No recuerdo el momento donde se generó ese punto de inflexión en la línea de confianza y de credibilidad de una gran parte de la clase política. Quizás todo empezó cuando en plena época de bonanza, mientras recolectábamos la cosecha de “aquel espléndido legado”, preferimos mirar para otro lado sin preocuparnos y perdiendo el interés por los asuntos políticos, les dimos un relativo papel secundario. Sin cerciorarnos, estábamos empoderando o facultando a cualquiera que careciese de escrúpulos, para campar a sus anchas. Algo así, como cuando les sentamos, junto a algunos sindicatos, en los órganos de dirección de lo que en otros tiempos fueron “nuestros bancos”, “las Cajas”. O cuando permitimos que se impulsasen las competencias autonómicas de todos aquellos proyectos territoriales a modo de pequeños e “inoperativos estados” (como los últimos acontecimientos vienen demostrando) que no solo acentuaron las diferencias entre los españoles en función de su origen o residencia, también están facilitando la extorsión y el mercadeo descarado y con él, los agravios comparativos entre ciudadanos. Evidentemente, algo poco democrático. Sin embargo, los verdaderos síntomas del cambio se evidenciaron en plena crisis económica con los primeros sablazos a las clases medias que hicieron intuir un potencial horizonte de modelo social y económico al estilo de algún país latinoamericano. Ya saben, ese empobreciendo progresivo de una ciudadanía cada vez más radicalizada, dentro de un sistema susceptible de ser colonizado y regulado en todos los espacios, por chiringuitos clientelares bien financiados y una fiscalidad de “gran hermano voraz”. Todo ello encuadrado por una faraónica y redundante administración, engordada en función de la idoneidad ideológica en detrimento de los perfiles más técnicos de gestión, incluida la educación. Un escenario donde se suele terminar naturalizando la corrupción de la mano del nepotismo, la mentira y la decepcionante percepción de que la clave de todo éxito en la vida, tanto económico como profesional, va a estar determinado por el grado de vinculación y de afinidad con el poder de turno.

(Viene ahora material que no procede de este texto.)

use crate::error::CrawlError;

/// Parses a `"start-end"` range and checks it against the chain head.
/// Bounds are inclusive; the check runs once, before any fetch.
pub fn validate_range(spec: &str, head: u64) -> Result<(u64, u64), CrawlError> {
    let invalid = || CrawlError::InvalidRange(spec.to_string());

    let (start, end) = spec.split_once('-').ok_or_else(invalid)?;
    let start: u64 = start.trim().parse().map_err(|_| invalid())?;
    let end: u64 = end.trim().parse().map_err(|_| invalid())?;

    if start > end || end > head {
        return Err(invalid());
    }

    Ok((start, end))
}

#[cfg(test)]
mod tests {
    use super::*;

    #[test]
    fn in_bounds_range_parses() {
        assert_eq!(validate_range("10-20", 100).unwrap(), (10, 20));
        assert_eq!(validate_range("0-0", 100).unwrap(), (0, 0));
        assert_eq!(validate_range("100-100", 100).unwrap(), (100, 100));
    }

    #[test]
    fn decreasing_range_is_rejected() {
        assert!(matches!(validate_range("50-10", 100), Err(CrawlError::InvalidRange(_))));
    }

    #[test]
    fn range_beyond_head_is_rejected() {
        assert!(matches!(validate_range("10-200", 100), Err(CrawlError::InvalidRange(_))));
    }

    #[test]
    fn non_numeric_or_malformed_specs_are_rejected() {
        for spec in ["abc-20", "10-xyz", "10", "", "-", "1-2-3", "-5-10"] {
            assert!(
                matches!(validate_range(spec, 100), Err(CrawlError::InvalidRange(_))),
                "expected {spec:?} to be rejected"
            );
        }
    }
}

Tan decepcionante es ese supuesto de “retroceso con piel de progreso”, que prefiero volver a ese presente que conserva los destellos luminosos de aquel pasado esperanzador, como fue el hospital del que hablábamos y que acaba de cumplir más de cincuenta años. Un lugar donde una gran mayoría de la generación que lo materializó, se fue despidiendo con la tranquilidad y el sosiego de haber encontrado, justo allí, las mejores de las atenciones en un contexto de gran profesionalidad por parte de un personal sanitario lleno de humanidad, capaz de aportar a quienes lo necesiten, la atención y el consuelo necesario. Especialmente para esa generación, “la mejor”, a quienes siguen proporcionado en el final de sus días, una dignidad a la altura de la magnitud de “su enorme legado”. No olviden nunca ese panorama de futuro esperanzador, forjado a base de honradez y de esfuerzo, que desarrolló las estructuras de un crecimiento, con grandísimas expectativas para los que veníamos por detrás disfrutando de un estado del bienestar in crescendo y enfocado en los países más avanzados. Sin duda, tiempos mejores y a la vista de los acontecimientos, también mejores políticos y definitivamente, mejores ciudadanos. Aunque algunos opinen lo contrario, que de eso también se trata.